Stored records
———
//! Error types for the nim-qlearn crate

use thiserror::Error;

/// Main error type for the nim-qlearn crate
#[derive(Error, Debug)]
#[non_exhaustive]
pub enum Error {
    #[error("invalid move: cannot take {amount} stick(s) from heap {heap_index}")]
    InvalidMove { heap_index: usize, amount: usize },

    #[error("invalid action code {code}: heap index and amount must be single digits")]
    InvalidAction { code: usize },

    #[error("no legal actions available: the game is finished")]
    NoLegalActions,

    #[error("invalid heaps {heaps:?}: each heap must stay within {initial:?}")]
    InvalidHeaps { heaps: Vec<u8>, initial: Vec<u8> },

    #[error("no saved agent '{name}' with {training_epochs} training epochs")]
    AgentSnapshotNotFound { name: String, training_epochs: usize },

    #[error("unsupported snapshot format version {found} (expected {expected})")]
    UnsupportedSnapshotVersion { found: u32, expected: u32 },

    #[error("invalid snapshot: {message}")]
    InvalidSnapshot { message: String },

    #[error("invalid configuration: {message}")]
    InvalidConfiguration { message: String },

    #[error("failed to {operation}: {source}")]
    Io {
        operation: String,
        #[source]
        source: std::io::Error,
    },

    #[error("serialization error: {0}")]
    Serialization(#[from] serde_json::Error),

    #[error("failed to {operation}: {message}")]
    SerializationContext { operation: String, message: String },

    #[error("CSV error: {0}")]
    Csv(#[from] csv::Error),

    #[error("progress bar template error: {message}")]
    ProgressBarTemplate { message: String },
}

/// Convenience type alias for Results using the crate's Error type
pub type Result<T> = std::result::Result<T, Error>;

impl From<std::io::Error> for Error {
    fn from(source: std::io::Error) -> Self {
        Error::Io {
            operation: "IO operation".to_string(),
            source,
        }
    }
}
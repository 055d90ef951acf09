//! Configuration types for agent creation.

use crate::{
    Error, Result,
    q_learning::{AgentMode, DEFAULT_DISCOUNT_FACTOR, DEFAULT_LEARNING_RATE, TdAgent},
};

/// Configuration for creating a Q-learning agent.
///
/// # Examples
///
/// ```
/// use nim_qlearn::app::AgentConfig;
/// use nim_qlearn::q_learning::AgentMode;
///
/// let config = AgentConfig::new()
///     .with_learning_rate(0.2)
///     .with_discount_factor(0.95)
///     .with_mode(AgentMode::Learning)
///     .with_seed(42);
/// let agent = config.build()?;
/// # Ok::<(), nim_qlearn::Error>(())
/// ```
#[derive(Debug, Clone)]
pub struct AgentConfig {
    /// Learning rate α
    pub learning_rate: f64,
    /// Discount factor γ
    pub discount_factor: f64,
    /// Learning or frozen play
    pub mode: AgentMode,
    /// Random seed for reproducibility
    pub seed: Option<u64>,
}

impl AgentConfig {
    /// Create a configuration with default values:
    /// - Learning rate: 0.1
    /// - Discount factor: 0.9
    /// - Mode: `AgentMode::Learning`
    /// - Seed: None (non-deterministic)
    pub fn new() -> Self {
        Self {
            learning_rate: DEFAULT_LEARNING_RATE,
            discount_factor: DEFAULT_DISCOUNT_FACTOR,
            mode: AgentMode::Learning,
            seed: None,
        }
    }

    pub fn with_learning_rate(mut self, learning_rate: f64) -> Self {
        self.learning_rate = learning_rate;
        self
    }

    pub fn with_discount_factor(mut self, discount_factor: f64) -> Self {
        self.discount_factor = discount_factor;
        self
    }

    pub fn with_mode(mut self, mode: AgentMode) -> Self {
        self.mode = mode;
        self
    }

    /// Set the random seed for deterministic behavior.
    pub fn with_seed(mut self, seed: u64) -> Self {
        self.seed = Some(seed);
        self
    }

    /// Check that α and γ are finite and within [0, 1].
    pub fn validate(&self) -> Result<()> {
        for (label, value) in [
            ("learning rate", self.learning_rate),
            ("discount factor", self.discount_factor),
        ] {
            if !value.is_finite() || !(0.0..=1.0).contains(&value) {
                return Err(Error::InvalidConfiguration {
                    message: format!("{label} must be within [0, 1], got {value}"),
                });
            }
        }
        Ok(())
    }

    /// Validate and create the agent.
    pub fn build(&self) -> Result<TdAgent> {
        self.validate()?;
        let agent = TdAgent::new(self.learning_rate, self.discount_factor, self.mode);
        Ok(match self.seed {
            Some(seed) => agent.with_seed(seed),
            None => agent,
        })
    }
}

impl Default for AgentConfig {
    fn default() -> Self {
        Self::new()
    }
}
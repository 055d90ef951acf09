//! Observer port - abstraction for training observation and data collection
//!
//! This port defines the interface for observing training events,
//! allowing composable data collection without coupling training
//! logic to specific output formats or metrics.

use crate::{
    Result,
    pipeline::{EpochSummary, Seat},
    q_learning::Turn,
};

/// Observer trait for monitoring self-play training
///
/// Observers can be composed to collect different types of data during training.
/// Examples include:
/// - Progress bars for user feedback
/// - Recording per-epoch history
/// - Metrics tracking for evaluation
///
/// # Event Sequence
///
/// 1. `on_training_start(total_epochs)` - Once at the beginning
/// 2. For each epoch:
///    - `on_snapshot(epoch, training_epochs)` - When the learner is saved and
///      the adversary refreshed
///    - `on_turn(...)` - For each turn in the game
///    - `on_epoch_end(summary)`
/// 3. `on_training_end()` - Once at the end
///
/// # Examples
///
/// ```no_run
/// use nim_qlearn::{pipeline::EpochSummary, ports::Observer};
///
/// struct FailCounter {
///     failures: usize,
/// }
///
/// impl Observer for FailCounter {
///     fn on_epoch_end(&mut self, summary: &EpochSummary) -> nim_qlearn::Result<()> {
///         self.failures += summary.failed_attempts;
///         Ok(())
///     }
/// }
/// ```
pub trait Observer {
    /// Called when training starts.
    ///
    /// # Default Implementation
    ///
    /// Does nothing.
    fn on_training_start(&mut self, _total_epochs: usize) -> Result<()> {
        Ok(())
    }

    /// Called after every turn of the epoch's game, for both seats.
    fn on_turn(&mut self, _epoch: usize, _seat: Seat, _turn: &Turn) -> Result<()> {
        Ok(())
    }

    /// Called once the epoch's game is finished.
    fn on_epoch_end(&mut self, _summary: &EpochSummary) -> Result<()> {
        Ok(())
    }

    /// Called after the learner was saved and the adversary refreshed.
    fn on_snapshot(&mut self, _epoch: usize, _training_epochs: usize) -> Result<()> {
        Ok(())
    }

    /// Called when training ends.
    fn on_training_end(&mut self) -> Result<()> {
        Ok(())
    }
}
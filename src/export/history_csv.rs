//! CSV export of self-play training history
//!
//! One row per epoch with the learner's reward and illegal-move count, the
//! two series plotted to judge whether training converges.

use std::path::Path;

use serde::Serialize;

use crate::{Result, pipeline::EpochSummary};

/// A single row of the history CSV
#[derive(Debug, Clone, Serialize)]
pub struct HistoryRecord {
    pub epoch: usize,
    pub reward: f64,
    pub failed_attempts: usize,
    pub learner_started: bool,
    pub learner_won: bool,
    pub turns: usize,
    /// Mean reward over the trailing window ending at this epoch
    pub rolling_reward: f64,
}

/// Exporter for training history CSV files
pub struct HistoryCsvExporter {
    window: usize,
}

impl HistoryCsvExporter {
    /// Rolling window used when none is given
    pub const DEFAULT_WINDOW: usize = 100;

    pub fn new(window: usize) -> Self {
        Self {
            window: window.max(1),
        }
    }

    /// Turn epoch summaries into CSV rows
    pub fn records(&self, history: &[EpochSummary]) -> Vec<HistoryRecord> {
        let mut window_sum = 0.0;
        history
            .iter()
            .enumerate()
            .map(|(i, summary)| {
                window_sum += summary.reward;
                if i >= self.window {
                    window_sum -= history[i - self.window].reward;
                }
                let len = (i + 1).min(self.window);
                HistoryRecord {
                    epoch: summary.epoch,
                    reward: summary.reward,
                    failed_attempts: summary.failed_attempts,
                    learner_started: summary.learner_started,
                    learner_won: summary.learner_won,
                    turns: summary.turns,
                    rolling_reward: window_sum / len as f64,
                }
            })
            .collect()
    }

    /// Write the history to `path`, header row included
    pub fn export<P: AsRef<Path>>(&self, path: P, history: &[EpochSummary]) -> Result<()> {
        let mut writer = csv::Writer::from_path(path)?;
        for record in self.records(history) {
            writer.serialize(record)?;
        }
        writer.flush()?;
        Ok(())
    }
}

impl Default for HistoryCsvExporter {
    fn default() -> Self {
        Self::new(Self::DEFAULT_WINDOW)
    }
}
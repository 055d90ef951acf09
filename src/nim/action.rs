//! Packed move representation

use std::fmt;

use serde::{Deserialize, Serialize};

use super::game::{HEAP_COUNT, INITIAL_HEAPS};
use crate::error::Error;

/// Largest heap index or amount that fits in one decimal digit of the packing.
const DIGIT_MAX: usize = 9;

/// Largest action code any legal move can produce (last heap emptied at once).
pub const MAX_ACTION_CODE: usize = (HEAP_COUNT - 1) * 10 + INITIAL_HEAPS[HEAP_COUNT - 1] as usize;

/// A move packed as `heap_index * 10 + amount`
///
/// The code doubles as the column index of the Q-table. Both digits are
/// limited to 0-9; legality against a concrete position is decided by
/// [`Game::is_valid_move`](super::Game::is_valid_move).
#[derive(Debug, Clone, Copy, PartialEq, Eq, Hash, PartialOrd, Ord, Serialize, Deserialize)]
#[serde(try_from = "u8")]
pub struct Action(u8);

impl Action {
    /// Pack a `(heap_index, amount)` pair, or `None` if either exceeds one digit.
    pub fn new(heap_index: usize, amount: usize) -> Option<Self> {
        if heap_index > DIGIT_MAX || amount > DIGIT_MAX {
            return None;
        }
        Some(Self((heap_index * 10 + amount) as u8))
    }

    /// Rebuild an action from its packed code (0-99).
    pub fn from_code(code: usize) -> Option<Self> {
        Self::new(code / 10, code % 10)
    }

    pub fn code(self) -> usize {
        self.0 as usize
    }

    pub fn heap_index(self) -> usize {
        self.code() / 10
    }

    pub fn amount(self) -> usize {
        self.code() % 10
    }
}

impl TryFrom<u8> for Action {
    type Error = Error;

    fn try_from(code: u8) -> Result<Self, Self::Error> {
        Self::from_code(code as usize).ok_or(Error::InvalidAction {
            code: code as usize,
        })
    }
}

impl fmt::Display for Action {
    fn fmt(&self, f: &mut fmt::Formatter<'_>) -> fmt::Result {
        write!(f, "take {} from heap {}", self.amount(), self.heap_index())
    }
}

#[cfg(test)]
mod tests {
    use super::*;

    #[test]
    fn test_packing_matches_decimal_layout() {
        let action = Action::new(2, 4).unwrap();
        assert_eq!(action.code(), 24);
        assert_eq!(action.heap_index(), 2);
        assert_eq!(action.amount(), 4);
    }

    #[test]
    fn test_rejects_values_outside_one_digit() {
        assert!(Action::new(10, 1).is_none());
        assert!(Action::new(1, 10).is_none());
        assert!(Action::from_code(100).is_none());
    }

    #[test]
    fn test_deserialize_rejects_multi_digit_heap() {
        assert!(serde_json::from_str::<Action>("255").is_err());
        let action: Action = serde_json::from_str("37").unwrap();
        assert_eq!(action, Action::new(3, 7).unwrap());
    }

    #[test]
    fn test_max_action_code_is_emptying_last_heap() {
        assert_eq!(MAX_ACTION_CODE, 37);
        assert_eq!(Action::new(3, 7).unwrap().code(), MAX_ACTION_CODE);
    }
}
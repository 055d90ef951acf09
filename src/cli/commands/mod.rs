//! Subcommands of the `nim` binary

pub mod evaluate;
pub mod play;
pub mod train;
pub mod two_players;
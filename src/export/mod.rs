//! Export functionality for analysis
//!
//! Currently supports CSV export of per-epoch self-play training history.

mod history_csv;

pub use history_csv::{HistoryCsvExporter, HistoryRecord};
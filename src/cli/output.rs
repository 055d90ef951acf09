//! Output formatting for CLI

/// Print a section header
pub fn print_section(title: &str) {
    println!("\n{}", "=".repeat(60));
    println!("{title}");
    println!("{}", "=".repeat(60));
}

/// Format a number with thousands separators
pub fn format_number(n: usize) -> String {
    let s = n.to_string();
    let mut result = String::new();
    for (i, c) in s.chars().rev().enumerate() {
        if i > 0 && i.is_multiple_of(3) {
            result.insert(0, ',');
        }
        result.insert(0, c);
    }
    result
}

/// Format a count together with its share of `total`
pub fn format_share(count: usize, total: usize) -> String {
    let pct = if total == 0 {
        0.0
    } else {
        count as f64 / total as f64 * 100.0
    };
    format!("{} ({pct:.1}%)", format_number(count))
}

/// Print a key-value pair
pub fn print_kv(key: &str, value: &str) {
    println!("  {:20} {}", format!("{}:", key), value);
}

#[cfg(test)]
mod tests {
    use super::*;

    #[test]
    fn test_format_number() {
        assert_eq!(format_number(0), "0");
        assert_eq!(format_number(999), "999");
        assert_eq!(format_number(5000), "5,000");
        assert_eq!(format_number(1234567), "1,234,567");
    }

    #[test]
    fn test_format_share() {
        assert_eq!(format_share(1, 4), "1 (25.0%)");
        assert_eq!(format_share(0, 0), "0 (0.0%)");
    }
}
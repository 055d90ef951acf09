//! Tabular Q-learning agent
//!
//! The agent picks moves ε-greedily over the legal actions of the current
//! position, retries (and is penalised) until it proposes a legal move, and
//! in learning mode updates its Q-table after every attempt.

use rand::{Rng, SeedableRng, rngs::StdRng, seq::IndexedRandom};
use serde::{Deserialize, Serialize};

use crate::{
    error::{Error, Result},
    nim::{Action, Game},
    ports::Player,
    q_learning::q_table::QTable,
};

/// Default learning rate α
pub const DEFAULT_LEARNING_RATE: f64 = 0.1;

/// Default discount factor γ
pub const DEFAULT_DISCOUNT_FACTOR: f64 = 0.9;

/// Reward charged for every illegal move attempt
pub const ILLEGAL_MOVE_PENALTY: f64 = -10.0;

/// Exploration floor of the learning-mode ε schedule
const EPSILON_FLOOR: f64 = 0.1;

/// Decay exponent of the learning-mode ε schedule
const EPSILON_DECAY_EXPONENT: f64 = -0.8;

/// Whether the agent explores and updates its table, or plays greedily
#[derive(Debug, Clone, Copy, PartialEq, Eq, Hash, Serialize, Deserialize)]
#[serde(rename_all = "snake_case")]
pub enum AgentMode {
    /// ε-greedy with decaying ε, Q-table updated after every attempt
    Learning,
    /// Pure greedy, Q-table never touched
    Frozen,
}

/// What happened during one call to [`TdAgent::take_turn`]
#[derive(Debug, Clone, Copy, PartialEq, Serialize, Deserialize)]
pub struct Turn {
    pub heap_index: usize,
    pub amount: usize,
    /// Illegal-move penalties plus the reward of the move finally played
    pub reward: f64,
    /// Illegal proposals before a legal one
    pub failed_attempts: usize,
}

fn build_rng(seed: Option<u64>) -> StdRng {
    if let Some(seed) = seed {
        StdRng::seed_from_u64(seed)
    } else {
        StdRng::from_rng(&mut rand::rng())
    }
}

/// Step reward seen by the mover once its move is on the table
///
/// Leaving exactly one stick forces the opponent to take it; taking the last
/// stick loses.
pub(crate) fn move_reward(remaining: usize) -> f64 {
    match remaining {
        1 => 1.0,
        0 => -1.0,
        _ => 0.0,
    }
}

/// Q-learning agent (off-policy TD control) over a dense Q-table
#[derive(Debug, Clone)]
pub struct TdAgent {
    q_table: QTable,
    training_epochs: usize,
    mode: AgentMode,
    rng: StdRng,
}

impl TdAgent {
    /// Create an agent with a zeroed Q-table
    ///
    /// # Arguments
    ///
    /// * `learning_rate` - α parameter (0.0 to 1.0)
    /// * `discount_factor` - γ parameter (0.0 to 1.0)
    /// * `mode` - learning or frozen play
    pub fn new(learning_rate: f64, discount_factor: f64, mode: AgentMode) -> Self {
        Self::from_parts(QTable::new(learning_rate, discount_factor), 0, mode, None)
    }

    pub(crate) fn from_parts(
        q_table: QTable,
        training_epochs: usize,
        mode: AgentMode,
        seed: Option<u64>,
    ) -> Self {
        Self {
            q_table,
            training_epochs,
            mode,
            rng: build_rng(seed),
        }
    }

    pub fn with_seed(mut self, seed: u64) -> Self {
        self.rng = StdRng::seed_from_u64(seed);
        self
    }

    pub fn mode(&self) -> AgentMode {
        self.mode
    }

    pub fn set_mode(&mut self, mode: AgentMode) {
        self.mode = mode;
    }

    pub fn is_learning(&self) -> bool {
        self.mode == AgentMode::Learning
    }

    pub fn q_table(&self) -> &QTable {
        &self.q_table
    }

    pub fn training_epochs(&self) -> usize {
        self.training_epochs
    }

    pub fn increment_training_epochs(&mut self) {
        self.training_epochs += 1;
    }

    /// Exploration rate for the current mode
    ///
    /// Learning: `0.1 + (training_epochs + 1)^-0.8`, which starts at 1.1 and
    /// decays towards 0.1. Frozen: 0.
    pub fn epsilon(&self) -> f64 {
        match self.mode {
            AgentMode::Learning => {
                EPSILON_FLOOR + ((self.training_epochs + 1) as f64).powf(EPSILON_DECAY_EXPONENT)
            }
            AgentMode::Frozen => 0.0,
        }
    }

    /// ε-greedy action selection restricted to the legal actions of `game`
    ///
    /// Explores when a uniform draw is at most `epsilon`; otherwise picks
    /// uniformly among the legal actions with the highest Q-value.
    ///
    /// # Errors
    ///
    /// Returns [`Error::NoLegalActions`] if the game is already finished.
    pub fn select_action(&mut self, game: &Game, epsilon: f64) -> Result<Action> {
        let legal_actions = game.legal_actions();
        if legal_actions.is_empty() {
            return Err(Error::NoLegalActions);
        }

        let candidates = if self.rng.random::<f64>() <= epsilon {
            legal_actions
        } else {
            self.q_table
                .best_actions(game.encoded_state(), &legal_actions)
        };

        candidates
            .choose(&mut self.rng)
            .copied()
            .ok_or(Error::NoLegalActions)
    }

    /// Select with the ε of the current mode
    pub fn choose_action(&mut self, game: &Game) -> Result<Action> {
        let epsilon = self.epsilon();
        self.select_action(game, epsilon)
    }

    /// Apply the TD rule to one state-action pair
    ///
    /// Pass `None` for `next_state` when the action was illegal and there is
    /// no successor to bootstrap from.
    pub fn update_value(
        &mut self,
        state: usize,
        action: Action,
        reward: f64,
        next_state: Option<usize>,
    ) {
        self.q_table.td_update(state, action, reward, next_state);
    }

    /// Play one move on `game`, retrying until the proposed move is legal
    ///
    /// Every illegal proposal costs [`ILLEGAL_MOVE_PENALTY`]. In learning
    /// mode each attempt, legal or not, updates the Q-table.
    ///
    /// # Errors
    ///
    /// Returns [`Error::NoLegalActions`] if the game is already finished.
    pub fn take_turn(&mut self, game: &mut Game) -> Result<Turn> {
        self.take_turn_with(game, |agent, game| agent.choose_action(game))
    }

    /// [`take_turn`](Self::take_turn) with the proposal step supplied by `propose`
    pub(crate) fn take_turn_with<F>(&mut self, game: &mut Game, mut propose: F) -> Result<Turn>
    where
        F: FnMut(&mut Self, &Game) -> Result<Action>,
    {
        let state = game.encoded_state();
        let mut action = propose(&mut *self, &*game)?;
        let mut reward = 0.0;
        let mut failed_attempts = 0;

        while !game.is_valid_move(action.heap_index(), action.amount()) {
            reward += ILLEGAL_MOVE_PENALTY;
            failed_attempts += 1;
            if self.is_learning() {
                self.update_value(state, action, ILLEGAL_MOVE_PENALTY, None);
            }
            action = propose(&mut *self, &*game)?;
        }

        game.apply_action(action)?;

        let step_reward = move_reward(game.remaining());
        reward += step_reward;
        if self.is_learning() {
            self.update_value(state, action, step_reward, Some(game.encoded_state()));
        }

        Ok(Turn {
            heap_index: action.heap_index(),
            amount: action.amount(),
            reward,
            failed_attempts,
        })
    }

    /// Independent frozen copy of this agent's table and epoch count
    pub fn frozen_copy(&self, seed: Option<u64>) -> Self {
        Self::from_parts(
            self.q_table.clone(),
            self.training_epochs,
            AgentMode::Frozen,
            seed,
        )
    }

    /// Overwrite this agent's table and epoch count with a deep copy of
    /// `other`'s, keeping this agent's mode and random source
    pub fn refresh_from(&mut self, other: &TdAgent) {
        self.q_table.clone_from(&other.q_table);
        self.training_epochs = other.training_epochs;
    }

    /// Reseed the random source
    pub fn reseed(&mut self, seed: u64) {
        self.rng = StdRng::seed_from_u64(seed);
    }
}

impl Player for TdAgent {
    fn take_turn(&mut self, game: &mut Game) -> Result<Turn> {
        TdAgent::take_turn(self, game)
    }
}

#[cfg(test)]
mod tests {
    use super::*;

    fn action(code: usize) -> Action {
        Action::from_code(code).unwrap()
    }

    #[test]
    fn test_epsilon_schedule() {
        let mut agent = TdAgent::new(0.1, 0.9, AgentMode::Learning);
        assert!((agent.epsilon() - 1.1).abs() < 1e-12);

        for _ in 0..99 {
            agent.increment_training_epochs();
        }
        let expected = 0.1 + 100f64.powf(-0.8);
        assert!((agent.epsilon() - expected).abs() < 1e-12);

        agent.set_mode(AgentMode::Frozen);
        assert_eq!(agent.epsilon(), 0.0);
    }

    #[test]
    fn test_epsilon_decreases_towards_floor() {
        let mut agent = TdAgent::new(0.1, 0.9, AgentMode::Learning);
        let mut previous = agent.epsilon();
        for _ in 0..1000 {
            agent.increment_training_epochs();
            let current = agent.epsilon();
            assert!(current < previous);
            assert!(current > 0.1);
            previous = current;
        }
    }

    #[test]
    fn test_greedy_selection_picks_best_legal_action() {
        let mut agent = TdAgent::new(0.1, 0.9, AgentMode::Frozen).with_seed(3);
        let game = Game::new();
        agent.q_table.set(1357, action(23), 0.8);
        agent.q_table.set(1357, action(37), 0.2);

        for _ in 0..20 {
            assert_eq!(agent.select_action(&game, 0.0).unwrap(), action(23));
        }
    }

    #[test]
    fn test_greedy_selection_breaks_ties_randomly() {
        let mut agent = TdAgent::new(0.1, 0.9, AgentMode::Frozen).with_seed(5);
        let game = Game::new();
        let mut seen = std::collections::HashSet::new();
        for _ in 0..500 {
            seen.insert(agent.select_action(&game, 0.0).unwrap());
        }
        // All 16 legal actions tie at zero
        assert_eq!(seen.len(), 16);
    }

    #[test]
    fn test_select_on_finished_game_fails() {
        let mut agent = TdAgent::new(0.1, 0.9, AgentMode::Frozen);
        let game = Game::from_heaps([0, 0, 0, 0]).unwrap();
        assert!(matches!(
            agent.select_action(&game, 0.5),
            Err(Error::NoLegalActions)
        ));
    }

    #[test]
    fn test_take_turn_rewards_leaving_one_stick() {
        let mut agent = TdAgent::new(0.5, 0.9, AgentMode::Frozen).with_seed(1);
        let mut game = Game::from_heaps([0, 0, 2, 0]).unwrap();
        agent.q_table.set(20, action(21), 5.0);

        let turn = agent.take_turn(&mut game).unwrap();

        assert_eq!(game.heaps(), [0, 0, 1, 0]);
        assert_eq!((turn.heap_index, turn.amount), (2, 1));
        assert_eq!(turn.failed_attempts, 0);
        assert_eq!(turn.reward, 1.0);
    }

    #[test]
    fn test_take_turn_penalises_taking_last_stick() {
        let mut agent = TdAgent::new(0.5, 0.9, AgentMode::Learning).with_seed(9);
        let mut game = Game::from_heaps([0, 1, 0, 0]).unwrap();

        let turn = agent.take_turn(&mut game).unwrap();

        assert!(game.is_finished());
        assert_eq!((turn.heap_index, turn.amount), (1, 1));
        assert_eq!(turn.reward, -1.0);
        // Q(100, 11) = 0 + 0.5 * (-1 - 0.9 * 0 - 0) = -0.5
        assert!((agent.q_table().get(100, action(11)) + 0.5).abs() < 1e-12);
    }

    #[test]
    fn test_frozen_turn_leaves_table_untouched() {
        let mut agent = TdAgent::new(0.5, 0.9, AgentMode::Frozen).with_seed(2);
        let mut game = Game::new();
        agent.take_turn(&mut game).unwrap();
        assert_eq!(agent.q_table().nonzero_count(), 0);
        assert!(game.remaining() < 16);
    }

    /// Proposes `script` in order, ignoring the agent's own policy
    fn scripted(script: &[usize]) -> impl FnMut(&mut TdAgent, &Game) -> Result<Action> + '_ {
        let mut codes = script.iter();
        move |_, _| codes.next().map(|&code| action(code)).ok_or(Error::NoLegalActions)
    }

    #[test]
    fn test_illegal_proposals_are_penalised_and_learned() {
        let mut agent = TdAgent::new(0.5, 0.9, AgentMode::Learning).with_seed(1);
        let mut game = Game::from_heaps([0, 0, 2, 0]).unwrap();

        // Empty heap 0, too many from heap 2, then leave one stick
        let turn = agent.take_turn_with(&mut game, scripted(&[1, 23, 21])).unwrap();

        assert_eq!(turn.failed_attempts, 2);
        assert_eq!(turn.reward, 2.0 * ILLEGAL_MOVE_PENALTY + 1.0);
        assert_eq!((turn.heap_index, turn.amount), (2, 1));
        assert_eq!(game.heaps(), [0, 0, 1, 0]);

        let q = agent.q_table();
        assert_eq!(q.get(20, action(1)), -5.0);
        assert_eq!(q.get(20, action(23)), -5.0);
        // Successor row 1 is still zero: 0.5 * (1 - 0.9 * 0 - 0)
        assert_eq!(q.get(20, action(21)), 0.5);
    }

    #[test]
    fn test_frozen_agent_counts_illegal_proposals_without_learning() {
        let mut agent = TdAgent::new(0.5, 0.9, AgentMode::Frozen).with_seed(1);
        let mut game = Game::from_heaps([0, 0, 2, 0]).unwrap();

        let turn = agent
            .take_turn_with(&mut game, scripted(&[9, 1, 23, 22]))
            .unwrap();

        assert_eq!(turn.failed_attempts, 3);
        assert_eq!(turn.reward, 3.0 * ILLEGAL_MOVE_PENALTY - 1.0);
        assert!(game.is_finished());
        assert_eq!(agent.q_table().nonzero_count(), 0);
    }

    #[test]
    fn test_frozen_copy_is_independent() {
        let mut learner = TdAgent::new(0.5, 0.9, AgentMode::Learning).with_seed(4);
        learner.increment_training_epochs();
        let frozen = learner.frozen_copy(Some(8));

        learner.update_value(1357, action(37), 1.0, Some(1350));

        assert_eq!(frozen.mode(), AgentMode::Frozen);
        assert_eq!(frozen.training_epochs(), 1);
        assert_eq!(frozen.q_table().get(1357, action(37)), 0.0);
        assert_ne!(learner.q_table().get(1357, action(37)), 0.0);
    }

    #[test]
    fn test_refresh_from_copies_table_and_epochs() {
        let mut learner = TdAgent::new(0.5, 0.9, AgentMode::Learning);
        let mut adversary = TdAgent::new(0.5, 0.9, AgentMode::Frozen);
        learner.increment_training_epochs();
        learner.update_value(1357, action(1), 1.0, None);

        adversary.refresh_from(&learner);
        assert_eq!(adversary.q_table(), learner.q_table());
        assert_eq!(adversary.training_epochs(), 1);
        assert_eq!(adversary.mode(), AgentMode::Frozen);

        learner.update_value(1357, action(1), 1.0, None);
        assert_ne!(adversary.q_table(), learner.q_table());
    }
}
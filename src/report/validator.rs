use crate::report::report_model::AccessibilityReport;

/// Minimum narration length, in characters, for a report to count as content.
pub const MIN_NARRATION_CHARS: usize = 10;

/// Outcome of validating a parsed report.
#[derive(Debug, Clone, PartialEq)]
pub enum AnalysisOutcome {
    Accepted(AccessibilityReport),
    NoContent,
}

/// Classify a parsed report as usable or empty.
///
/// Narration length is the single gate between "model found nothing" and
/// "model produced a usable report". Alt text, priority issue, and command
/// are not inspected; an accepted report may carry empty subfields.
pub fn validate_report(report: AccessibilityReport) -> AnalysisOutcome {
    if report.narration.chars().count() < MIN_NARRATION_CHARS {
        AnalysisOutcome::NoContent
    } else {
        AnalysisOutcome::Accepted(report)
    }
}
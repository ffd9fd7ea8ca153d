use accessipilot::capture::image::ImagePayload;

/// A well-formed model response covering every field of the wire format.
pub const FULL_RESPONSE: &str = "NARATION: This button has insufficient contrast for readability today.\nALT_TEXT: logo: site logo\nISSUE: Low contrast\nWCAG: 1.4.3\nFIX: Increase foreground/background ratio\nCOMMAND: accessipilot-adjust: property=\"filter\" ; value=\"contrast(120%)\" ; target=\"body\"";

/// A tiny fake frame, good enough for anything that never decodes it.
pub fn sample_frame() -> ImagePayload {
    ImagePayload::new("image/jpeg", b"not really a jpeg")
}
———
* _WORK TASK_: Reproduce the entries above exactly, but only the lines between the line holding "header row included" and the line holding "writer.flush()?;", inclusive.

* _WRITTEN RESPONSE_:
    /// Write the history to `path`, header row included
    pub fn export<P: AsRef<Path>>(&self, path: P, history: &[EpochSummary]) -> Result<()> {
        let mut writer = csv::Writer::from_path(path)?;
        for record in self.records(history) {
            writer.serialize(record)?;
        }
        writer.flush()?;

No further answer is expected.